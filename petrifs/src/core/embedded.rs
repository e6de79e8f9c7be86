// SPDX-License-Identifier: MIT

//! Asset tables compiled into the program.
//!
//! The `petrify` generator emits a `&'static [EmbeddedAsset]` table; a
//! [`StaticAccessor`] serves it to the trie. Compressed rows are gzip streams
//! and are inflated on every read (requires the `gzip` feature).

use alloc::{collections::BTreeMap, string::String, sync::Arc, vec::Vec};

use crate::core::accessor::{AssetAccessor, AssetCatalog, AssetMeta};
use crate::core::errors::{AccessError, AccessResult};
use crate::core::utils::time_utils::unix_to_offsetdatetime;

/// One row of a generated asset table.
///
/// `size`, `mode` and `mod_time` are all zero when the generator ran with
/// `--nometadata`.
#[derive(Debug, Clone, Copy, PartialEq, Eq)]
pub struct EmbeddedAsset {
    pub name: &'static str,
    pub data: &'static [u8],
    pub compressed: bool,
    /// Uncompressed length in bytes.
    pub size: u64,
    pub mode: u32,
    /// Unix seconds.
    pub mod_time: i64,
}

impl EmbeddedAsset {
    #[inline]
    pub fn has_metadata(&self) -> bool {
        self.size != 0 || self.mode != 0 || self.mod_time != 0
    }

    /// Returns the uncompressed content of this row.
    pub fn content(&self) -> AccessResult<Vec<u8>> {
        if !self.compressed {
            return Ok(self.data.to_vec());
        }
        gunzip(self.data)
    }
}

#[cfg(feature = "gzip")]
fn gunzip(data: &[u8]) -> AccessResult<Vec<u8>> {
    use alloc::string::ToString;
    use std::io::Read;

    let mut decoder = flate2::read::GzDecoder::new(data);
    let mut out = Vec::new();
    decoder
        .read_to_end(&mut out)
        .map_err(|e| AccessError::Read(e.to_string()))?;
    Ok(out)
}

#[cfg(not(feature = "gzip"))]
fn gunzip(_data: &[u8]) -> AccessResult<Vec<u8>> {
    Err(AccessError::Read("gzip support disabled".into()))
}

/// [`AssetAccessor`] over a generated table.
#[derive(Debug, Clone)]
pub struct StaticAccessor {
    table: &'static [EmbeddedAsset],
    index: BTreeMap<&'static str, usize>,
}

impl StaticAccessor {
    /// Indexes `table` by name. A later row with the same name shadows an earlier one.
    pub fn new(table: &'static [EmbeddedAsset]) -> Self {
        let index = table
            .iter()
            .enumerate()
            .map(|(i, asset)| (asset.name, i))
            .collect();
        Self { table, index }
    }

    pub fn get(&self, name: &str) -> Option<&'static EmbeddedAsset> {
        let table = self.table;
        self.index.get(name).map(|&i| &table[i])
    }

    pub fn table(&self) -> &'static [EmbeddedAsset] {
        self.table
    }
}

impl AssetAccessor for StaticAccessor {
    fn read(&self, path: &str) -> AccessResult<Arc<[u8]>> {
        let asset = self.get(path).ok_or(AccessError::NotFound)?;
        Ok(Arc::from(asset.content()?))
    }

    fn metadata(&self, path: &str) -> AccessResult<AssetMeta> {
        let asset = self.get(path).ok_or(AccessError::NotFound)?;
        if !asset.has_metadata() {
            return Err(AccessError::Unsupported);
        }
        Ok(AssetMeta {
            size: Some(asset.size),
            modified: unix_to_offsetdatetime(asset.mod_time),
            mode: (asset.mode != 0).then_some(asset.mode),
        })
    }
}

impl AssetCatalog for StaticAccessor {
    fn names(&self) -> Vec<String> {
        self.table.iter().map(|asset| String::from(asset.name)).collect()
    }
}

#[cfg(all(test, feature = "std"))]
mod tests {
    use super::*;

    static PLAIN: &[EmbeddedAsset] = &[
        EmbeddedAsset {
            name: "data/foo.txt",
            data: b"hi",
            compressed: false,
            size: 2,
            mode: 0o600,
            mod_time: 1_700_000_000,
        },
        EmbeddedAsset {
            name: "data/bare.txt",
            data: b"bare",
            compressed: false,
            size: 0,
            mode: 0,
            mod_time: 0,
        },
        EmbeddedAsset {
            name: "data/broken.gz",
            data: b"definitely not gzip",
            compressed: true,
            size: 5,
            mode: 0o644,
            mod_time: 0,
        },
    ];

    #[test]
    fn test_static_read_plain() {
        let acc = StaticAccessor::new(PLAIN);
        assert_eq!(&*acc.read("data/foo.txt").unwrap(), b"hi");
        assert_eq!(acc.read("nope"), Err(AccessError::NotFound));
    }

    #[test]
    fn test_static_metadata() {
        let acc = StaticAccessor::new(PLAIN);
        let meta = acc.metadata("data/foo.txt").unwrap();
        assert_eq!(meta.size, Some(2));
        assert_eq!(meta.mode, Some(0o600));
        assert_eq!(
            meta.modified.map(|t| t.unix_timestamp()),
            Some(1_700_000_000)
        );

        assert_eq!(acc.metadata("data/bare.txt"), Err(AccessError::Unsupported));
        assert_eq!(acc.metadata("nope"), Err(AccessError::NotFound));
    }

    #[cfg(feature = "gzip")]
    #[test]
    fn test_static_corrupt_gzip_is_read_error() {
        let acc = StaticAccessor::new(PLAIN);
        assert!(matches!(acc.read("data/broken.gz"), Err(AccessError::Read(_))));
    }

    #[cfg(feature = "gzip")]
    #[test]
    fn test_static_gzip_roundtrip() {
        use flate2::{Compression, write::GzEncoder};
        use std::io::Write;

        let mut enc = GzEncoder::new(Vec::new(), Compression::default());
        enc.write_all(b"hello, embedded world").unwrap();
        let packed: &'static [u8] = Box::leak(enc.finish().unwrap().into_boxed_slice());
        let table: &'static [EmbeddedAsset] = Box::leak(Box::new([EmbeddedAsset {
            name: "greeting.txt",
            data: packed,
            compressed: true,
            size: 21,
            mode: 0o644,
            mod_time: 0,
        }]));

        let acc = StaticAccessor::new(table);
        assert_eq!(&*acc.read("greeting.txt").unwrap(), b"hello, embedded world");
        assert_eq!(acc.names(), ["greeting.txt"]);
    }
}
··········
- Prompt -
What you write must match the records above exactly, line for line.

- Your response -
filename petrifs/src/core/embedded.rs
repository e6de79e8f9c7be86
// SPDX-License-Identifier: MIT

//! Asset tables compiled into the program.
//!
//! The `petrify` generator emits a `&'static [EmbeddedAsset]` table; a
//! [`StaticAccessor`] serves it to the trie. Compressed rows are gzip streams
//! and are inflated on every read (requires the `gzip` feature).

use alloc::{collections::BTreeMap, string::String, sync::Arc, vec::Vec};

use crate::core::accessor::{AssetAccessor, AssetCatalog, AssetMeta};
use crate::core::errors::{AccessError, AccessResult};
use crate::core::utils::time_utils::unix_to_offsetdatetime;

/// One row of a generated asset table.
///
/// `size`, `mode` and `mod_time` are all zero when the generator ran with
/// `--nometadata`.
#[derive(Debug, Clone, Copy, PartialEq, Eq)]
pub struct EmbeddedAsset {
    pub name: &'static str,
    pub data: &'static [u8],
    pub compressed: bool,
    /// Uncompressed length in bytes.
    pub size: u64,
    pub mode: u32,
    /// Unix seconds.
    pub mod_time: i64,
}

impl EmbeddedAsset {
    #[inline]
    pub fn has_metadata(&self) -> bool {
        self.size != 0 || self.mode != 0 || self.mod_time != 0
    }

    /// Returns the uncompressed content of this row.
    pub fn content(&self) -> AccessResult<Vec<u8>> {
        if !self.compressed {
            return Ok(self.data.to_vec());
        }
        gunzip(self.data)
    }
}

#[cfg(feature = "gzip")]
fn gunzip(data: &[u8]) -> AccessResult<Vec<u8>> {
    use alloc::string::ToString;
    use std::io::Read;

    let mut decoder = flate2::read::GzDecoder::new(data);
    let mut out = Vec::new();
    decoder
        .read_to_end(&mut out)
        .map_err(|e| AccessError::Read(e.to_string()))?;
    Ok(out)
}

#[cfg(not(feature = "gzip"))]
fn gunzip(_data: &[u8]) -> AccessResult<Vec<u8>> {
    Err(AccessError::Read("gzip support disabled".into()))
}

/// [`AssetAccessor`] over a generated table.
#[derive(Debug, Clone)]
pub struct StaticAccessor {
    table: &'static [EmbeddedAsset],
    index: BTreeMap<&'static str, usize>,
}

impl StaticAccessor {
    /// Indexes `table` by name. A later row with the same name shadows an earlier one.
    pub fn new(table: &'static [EmbeddedAsset]) -> Self {
        let index = table
            .iter()
            .enumerate()
            .map(|(i, asset)| (asset.name, i))
            .collect();
        Self { table, index }
    }

    pub fn get(&self, name: &str) -> Option<&'static EmbeddedAsset> {
        let table = self.table;
        self.index.get(name).map(|&i| &table[i])
    }

    pub fn table(&self) -> &'static [EmbeddedAsset] {
        self.table
    }
}

impl AssetAccessor for StaticAccessor {
    fn read(&self, path: &str) -> AccessResult<Arc<[u8]>> {
        let asset = self.get(path).ok_or(AccessError::NotFound)?;
        Ok(Arc::from(asset.content()?))
    }

    fn metadata(&self, path: &str) -> AccessResult<AssetMeta> {
        let asset = self.get(path).ok_or(AccessError::NotFound)?;
        if !asset.has_metadata() {
            return Err(AccessError::Unsupported);
        }
        Ok(AssetMeta {
            size: Some(asset.size),
            modified: unix_to_offsetdatetime(asset.mod_time),
            mode: (asset.mode != 0).then_some(asset.mode),
        })
    }
}

impl AssetCatalog for StaticAccessor {
    fn names(&self) -> Vec<String> {
        self.table.iter().map(|asset| String::from(asset.name)).collect()
    }
}

#[cfg(all(test, feature = "std"))]
mod tests {
    use super::*;

    static PLAIN: &[EmbeddedAsset] = &[
        EmbeddedAsset {
            name: "data/foo.txt",
            data: b"hi",
            compressed: false,
            size: 2,
            mode: 0o600,
            mod_time: 1_700_000_000,
        },
        EmbeddedAsset {
            name: "data/bare.txt",
            data: b"bare",
            compressed: false,
            size: 0,
            mode: 0,
            mod_time: 0,
        },
        EmbeddedAsset {
            name: "data/broken.gz",
            data: b"definitely not gzip",
            compressed: true,
            size: 5,
            mode: 0o644,
            mod_time: 0,
        },
    ];

    #[test]
    fn test_static_read_plain() {
        let acc = StaticAccessor::new(PLAIN);
        assert_eq!(&*acc.read("data/foo.txt").unwrap(), b"hi");
        assert_eq!(acc.read("nope"), Err(AccessError::NotFound));
    }

    #[test]
    fn test_static_metadata() {
        let acc = StaticAccessor::new(PLAIN);
        let meta = acc.metadata("data/foo.txt").unwrap();
        assert_eq!(meta.size, Some(2));
        assert_eq!(meta.mode, Some(0o600));
        assert_eq!(
            meta.modified.map(|t| t.unix_timestamp()),
            Some(1_700_000_000)
        );

        assert_eq!(acc.metadata("data/bare.txt"), Err(AccessError::Unsupported));
        assert_eq!(acc.metadata("nope"), Err(AccessError::NotFound));
    }

    #[cfg(feature = "gzip")]
    #[test]
    fn test_static_corrupt_gzip_is_read_error() {
        let acc = StaticAccessor::new(PLAIN);
        assert!(matches!(acc.read("data/broken.gz"), Err(AccessError::Read(_))));
    }

    #[cfg(feature = "gzip")]
    #[test]
    fn test_static_gzip_roundtrip() {
        use flate2::{Compression, write::GzEncoder};
        use std::io::Write;

        let mut enc = GzEncoder::new(Vec::new(), Compression::default());
        enc.write_all(b"hello, embedded world").unwrap();
        let packed: &'static [u8] = Box::leak(enc.finish().unwrap().into_boxed_slice());
        let table: &'static [EmbeddedAsset] = Box::leak(Box::new([EmbeddedAsset {
            name: "greeting.txt",
            data: packed,
            compressed: true,
            size: 21,
            mode: 0o644,
            mod_time: 0,
        }]));

        let acc = StaticAccessor::new(table);
        assert_eq!(&*acc.read("greeting.txt").unwrap(), b"hello, embedded world");
        assert_eq!(acc.names(), ["greeting.txt"]);
    }
}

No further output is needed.